La fede un fatto personale da Tracce

lunedì 22 aprile 2013

 
 Il vero titolo del libro è: I passi della fede di Aleksandr Smeman.
 
L'autore è un sacerdote russo, vissuto anche in Francia e in America,che porta quindi con sè, la ricchezza spirituale dell'Oriente e al tempo stesso il respiro dell'Occidente.
Smeman parla di "esperienza" e di testimonianza: "La cosa più necessaria a questo nostro tempo freddo e crudele è la testimonianza viva di una fede viva, la trasmissione non di nozioni o fatti, ma dell'esperienza della fede". Egli parla di "incontro": il dono della fede è "l'attesa di qualcosa che si desidera...se non ci fosse questa attesa non ci sarebbe neppure l'incontro. Un incontro in cui ciò che non si vede diventa certezza, cioè possesso e realtà".
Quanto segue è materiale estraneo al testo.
//! Generated C++ lookup tables.
//!
//! The output is a single source file declaring an `EnumIndex` class with two
//! const maps: name to id in discovery order, and id to name ascending by
//! value. Every entry carries a `// file:line` provenance comment so the
//! generated table can be traced back to the declaration it came from.

use crate::model::EnumIndex;
use anyhow::{Context, Result};
use std::fmt::Write as _;
use std::fs;
use std::path::Path;

pub fn render_cxx(index: &EnumIndex) -> String {
    let mut out = String::new();
    out.push_str("#include <map>\n");
    out.push_str("#include <string>\n\n");
    out.push_str("class EnumIndex {\n");

    out.push_str("    const std::map<std::string, uint32_t> mTlvIdByName = {\n");
    for constant in index.constants() {
        let _ = writeln!(
            out,
            "        {{\"{}\", {} }}, // {}:{}",
            constant.name, constant.value, constant.file, constant.line
        );
    }
    out.push_str("    };\n\n");

    out.push_str("    const std::map<uint32_t, std::string> mTlvNameById {\n");
    for constant in index.by_value() {
        let _ = writeln!(
            out,
            "        {{ {}, \"{}\"}}, // {}:{}",
            constant.value, constant.name, constant.file, constant.line
        );
    }
    out.push_str("    };\n\n");
    out.push_str("}; // class EnumIndex\n");
    out
}

pub fn write_cxx(index: &EnumIndex, path: &Path) -> Result<()> {
    fs::write(path, render_cxx(index))
        .with_context(|| format!("failed to write C++ output {}", path.display()))
}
Parla di iniziativa di Dio e di risposta dell'uomo: "La fede viene da Dio, dalla Sua iniziativa, dalla Sua chiamata. E' sempre un moto di risposta a Lui." Parla di conoscenza del Mistero nella Chiesa: "Mi accorgo che questa fede che ho scoperto nel profondo della mia anima non è solo mia... ma mi lega in maniera nuova alla gente, alla vita, al mondo, si trasforma in una liberazione dalla solitudine".
 
 
"E' impossibile dimostrare la fede, si può invece testimoniarla. Il Vangelo testimonia appunto l'esperienza fatta da coloro che videro e ascoltarono Cristo, e gli credettero, lo amarono fino al punto che Egli diventò la loro vita... Anche noi abbiamo quest'esperienza, unica e senza paragoni: un avvenimento di duemila anni fa che possiede un significato decisivo per la nostra vita oggi. Proprio in questo consiste la fede: nella vertiginosa, inconcepibile certezza che tutto ciò che Cristo ha fatto e detto, l'ha fatto per me, l'ha detto a me".
 
Dall'identità delle parole viene naturale risalire all'esperienza di fede che l'ha generata. Fin da ragazzo il Mistero era una realtà che lui percepiva e colpisce il racconto che fa, quando, andando al liceo, si fermava ogni giorno in una chiesa cattolica dove si celebrava la Messa: "Proprio questo contrasto tra la strada piena di confusione e la messa solitaria ha determinato dall'interno la mia esperienza religiosa...La strada non diventava una realtà inutile, ostile anzi, acquistava un nuovo fascino evidente solo a me che conoscevo il suo rapporto con la "festa", con la presenza che si manifestava nella messa".    
 
 Smeman usa termini a me familiari: la sete spirituale, il desiderio d'infinito....mi pare di leggere Giussani e perciò mi fa contenta!